I think our generation (I'm early 30s) is spoiled because we receive the
benefits of great problem solving all the time in the form of continually
progressive improvement in all aspects of society. We've come to expect that
things should always improve, because so many things improve tremendously year
over year.

But what we don't see is how they improve. For instance, the amount and
quality of work that goes into making our phone better and better amounts to
thousands of years of research and expertise every year, and we (by and large)
take it for granted.

You can use the market to approximate the amount of investment. 2.2 billion
iphones sold in it's history, at around 1000$ each = 2 trillion in revenue.
Assume about 5-10% goes into research, and your iphone has about 10-20 billion
dollars of investment into it. That's 7000 years of a 300k salary amount of
effort. This is back of napkin and can be off by an order of magnitude, but
I'm trying to put into perspective how much effort is needed to create really
meaningful, great solutions / products. Not just lifetimes, generations of
generations of lifetimes.

> What do we, as a society, want to do about this? What can we do about it?
> What are the side effects possible from any actions taken on it? Therefore,
> what will we do about it?

The honest truth is that if you don't have talent or money, you can't do
anything but play your role. Welcome to the 21st century. You're not the R&D
engineer in the iPhone ecosystem; you're the consumer. You're one of 2.2
billion.

Now, consumers do have power in the market - they can refuse to buy goods and
services. They can leave the ecosystem. They can complain. They can boycott.
But in the consumer model, this only serves to provide awareness of the
problems so that the real engineers can fix them.

Similarly, the economic changes that the US is going through is not something
that normal people can make positive change. We need talent and hard work
applied to the problem to create, test, and deploy real solutions.

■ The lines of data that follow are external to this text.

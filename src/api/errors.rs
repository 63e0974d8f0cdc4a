use axum::http::{header, HeaderValue, StatusCode};
use axum::response::{IntoResponse, Response};
use axum::Json;
use serde::Serialize;

use crate::services::question_merge::UnknownStatus;
use crate::services::workflow::WorkflowError;

#[derive(Debug, Serialize)]
struct ErrorResponse {
    status: u16,
    detail: String,
}

#[derive(Debug)]
pub(crate) enum ApiError {
    Unauthorized(&'static str),
    Forbidden(String),
    BadRequest(String),
    NotFound(String),
    Conflict(String),
    TooManyRequests(&'static str),
    Internal(String),
}

impl ApiError {
    /// Log the underlying error with context and return an `Internal` variant.
    pub(crate) fn internal(err: impl std::fmt::Display, context: &str) -> Self {
        tracing::error!(error = %err, "{context}");
        Self::Internal(context.to_string())
    }

    pub(crate) fn forbidden(message: &str) -> Self {
        Self::Forbidden(message.to_string())
    }

    pub(crate) fn not_found(message: &str) -> Self {
        Self::NotFound(message.to_string())
    }

    fn parts(self) -> (StatusCode, String) {
        match self {
            Self::Unauthorized(message) => (StatusCode::UNAUTHORIZED, message.to_string()),
            Self::Forbidden(message) => (StatusCode::FORBIDDEN, message),
            Self::BadRequest(message) => (StatusCode::BAD_REQUEST, message),
            Self::NotFound(message) => (StatusCode::NOT_FOUND, message),
            Self::Conflict(message) => (StatusCode::CONFLICT, message),
            Self::TooManyRequests(message) => (StatusCode::TOO_MANY_REQUESTS, message.to_string()),
            Self::Internal(message) => {
                tracing::error!(error = %message, "Internal server error");
                (StatusCode::INTERNAL_SERVER_ERROR, message)
            }
        }
    }
}

impl From<WorkflowError> for ApiError {
    fn from(err: WorkflowError) -> Self {
        match err {
            WorkflowError::RoleNotPermitted { .. } => Self::Forbidden(err.to_string()),
            WorkflowError::IllegalTransition { .. }
            | WorkflowError::FlagPending
            | WorkflowError::AlreadyFlagged
            | WorkflowError::NoPendingFlag => Self::Conflict(err.to_string()),
            WorkflowError::MissingExplanation | WorkflowError::UnexpectedRouting => {
                Self::BadRequest(err.to_string())
            }
            WorkflowError::Inconsistent(_) => Self::internal(err, "Question state is inconsistent"),
        }
    }
}

impl From<UnknownStatus> for ApiError {
    fn from(err: UnknownStatus) -> Self {
        Self::BadRequest(err.to_string())
    }
}

impl From<validator::ValidationErrors> for ApiError {
    fn from(err: validator::ValidationErrors) -> Self {
        Self::BadRequest(err.to_string())
    }
}

impl IntoResponse for ApiError {
    fn into_response(self) -> Response {
        let unauthorized = matches!(self, Self::Unauthorized(_));
        let (status, detail) = self.parts();
        let mut response =
            (status, Json(ErrorResponse { status: status.as_u16(), detail })).into_response();
        if unauthorized {
            response
                .headers_mut()
                .insert(header::WWW_AUTHENTICATE, HeaderValue::from_static("Bearer"));
        }
        response
    }
}

#[cfg(test)]
mod tests {
    use axum::body::to_bytes;

    use super::*;

    async fn body_of(error: ApiError) -> (StatusCode, serde_json::Value, bool) {
        let response = error.into_response();
        let status = response.status();
        let has_challenge = response.headers().contains_key(header::WWW_AUTHENTICATE);
        let body = to_bytes(response.into_body(), usize::MAX).await.unwrap();
        (status, serde_json::from_slice(&body).unwrap(), has_challenge)
    }

    #[tokio::test]
    async fn unauthorized_carries_bearer_challenge() {
        let (status, json, challenge) = body_of(ApiError::Unauthorized("nope")).await;
        assert_eq!(status, StatusCode::UNAUTHORIZED);
        assert_eq!(json["status"], 401);
        assert_eq!(json["detail"], "nope");
        assert!(challenge);

        let (status, _, challenge) = body_of(ApiError::forbidden("no")).await;
        assert_eq!(status, StatusCode::FORBIDDEN);
        assert!(!challenge);
    }

    #[tokio::test]
    async fn workflow_errors_map_to_http_statuses() {
        let cases = [
            (WorkflowError::FlagPending, StatusCode::CONFLICT),
            (
                WorkflowError::IllegalTransition { from: "rejected", action: "approve" },
                StatusCode::CONFLICT,
            ),
            (
                WorkflowError::RoleNotPermitted { role: "student", action: "approve" },
                StatusCode::FORBIDDEN,
            ),
            (WorkflowError::MissingExplanation, StatusCode::BAD_REQUEST),
        ];
        for (err, expected) in cases {
            let (status, json, _) = body_of(ApiError::from(err)).await;
            assert_eq!(status, expected);
            assert!(json["detail"].as_str().is_some_and(|detail| !detail.is_empty()));
        }
    }
}
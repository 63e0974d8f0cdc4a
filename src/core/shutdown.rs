use tokio::signal;
use tokio::sync::watch;

pub(crate) async fn shutdown_signal() {
    let ctrl_c = async {
        if let Err(err) = signal::ctrl_c().await {
            tracing::error!(error = %err, "Failed to install Ctrl+C handler");
            std::future::pending::<()>().await;
        }
    };

    #[cfg(unix)]
    let terminate = async {
        match signal::unix::signal(signal::unix::SignalKind::terminate()) {
            Ok(mut stream) => {
                stream.recv().await;
            }
            Err(err) => {
                tracing::error!(error = %err, "Failed to install SIGTERM handler");
                std::future::pending::<()>().await;
            }
        }
    };

    #[cfg(not(unix))]
    let terminate = std::future::pending::<()>();

    tokio::select! {
        _ = ctrl_c => {},
        _ = terminate => {},
    }

    tracing::info!("shutdown signal received");
}

/// Spawns a task that flips the returned receiver to `true` on SIGINT/SIGTERM.
pub(crate) fn shutdown_channel() -> watch::Receiver<bool> {
    let (tx, rx) = watch::channel(false);
    tokio::spawn(async move {
        shutdown_signal().await;
        if tx.send(true).is_err() {
            tracing::warn!("No background loops left to notify about shutdown");
        }
    });
    rx
}
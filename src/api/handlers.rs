use axum::{extract::State, http::StatusCode, response::IntoResponse, Json};
use std::collections::HashMap;

use crate::core::metrics;
use crate::core::redis::RedisHealth;
use crate::core::state::AppState;
use crate::repositories;
use crate::schemas::{HealthResponse, RootResponse};

pub(crate) async fn root(State(state): State<AppState>) -> Json<RootResponse> {
    Json(RootResponse {
        message: "Question Bank API".to_string(),
        version: env!("CARGO_PKG_VERSION").to_string(),
        docs_url: format!("{}/docs", state.settings().api().api_v1_str),
    })
}

pub(crate) async fn healthz(State(state): State<AppState>) -> Json<HealthResponse> {
    let mut status = "healthy";
    let mut components = HashMap::new();

    let redis = match state.redis().health().await {
        RedisHealth::Healthy => "healthy".to_string(),
        RedisHealth::Disconnected => "disconnected".to_string(),
        RedisHealth::Unhealthy(error) => {
            status = "degraded";
            format!("unhealthy: {error}")
        }
    };
    components.insert("redis".to_string(), redis);

    let database = match repositories::health::ping(state.db()).await {
        Ok(()) => "healthy".to_string(),
        Err(err) => {
            status = "unhealthy";
            format!("unhealthy: {err}")
        }
    };
    components.insert("database".to_string(), database);

    Json(HealthResponse {
        service: "qbank-api".to_string(),
        status: status.to_string(),
        components,
    })
}

pub(crate) async fn metrics(State(state): State<AppState>) -> impl IntoResponse {
    if !state.settings().telemetry().prometheus_enabled {
        return StatusCode::NOT_FOUND.into_response();
    }

    match metrics::render() {
        Some(body) => ([(axum::http::header::CONTENT_TYPE, "text/plain; version=0.0.4")], body)
            .into_response(),
        None => StatusCode::SERVICE_UNAVAILABLE.into_response(),
    }
}
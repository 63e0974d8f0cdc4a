pub(crate) mod helpers;
mod handlers;
mod queries;

use axum::{
    routing::{get, post, put},
    Router,
};

use crate::core::state::AppState;

pub(crate) fn router() -> Router<AppState> {
    Router::new()
        .route("/", get(handlers::list_questions).post(handlers::create_question))
        .route("/stats", get(handlers::question_stats))
        .route("/queue", get(handlers::work_queue))
        .route("/:question_id", get(handlers::get_question).patch(handlers::update_question))
        .route("/:question_id/history", get(handlers::question_history))
        // Gatherer
        .route("/:question_id/submit", post(handlers::submit_question))
        // Processor
        .route("/:question_id/approve", post(handlers::approve_question))
        .route("/:question_id/reject", post(handlers::reject_question))
        .route("/:question_id/return", post(handlers::return_question))
        .route("/:question_id/assign", post(handlers::assign_question))
        .route("/:question_id/flag/review", post(handlers::review_flag))
        // Creator
        .route("/:question_id/variants", post(handlers::create_variant))
        .route("/:question_id/variants/complete", post(handlers::complete_variants))
        // Explainer
        .route("/:question_id/explanation", put(handlers::update_explanation))
        .route("/:question_id/explanation/submit", post(handlers::submit_explanation))
        // Creator and explainer
        .route("/:question_id/flag", post(handlers::flag_question))
}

If you think this is not true, imagine replacing the head of R&D at Apple for
the next generation iPhone with an average American (or just yourself).

A lot of people feel helpless because they see a problem but are unable to
solve it. But actually, if you just play your role, things will likely be
solved. The consumer market actually works pretty well - it just takes time
and some systems are more competent than others. Just playing your role as a
consumer that can complain, can speak out, and can demand solutions, is
usually good enough.

The other option is not something most Americans want to hear. Work on
yourself to become a lot better than you are. Think a lot harder than you
currently do. Become a better manager of resources, become a better strategic
thinker, become addicted to solving harder and harder problems. Eventually
(give or take 10-20 years), you'll become someone who is talented and capable
enough to be given the harder problems of the world to solve.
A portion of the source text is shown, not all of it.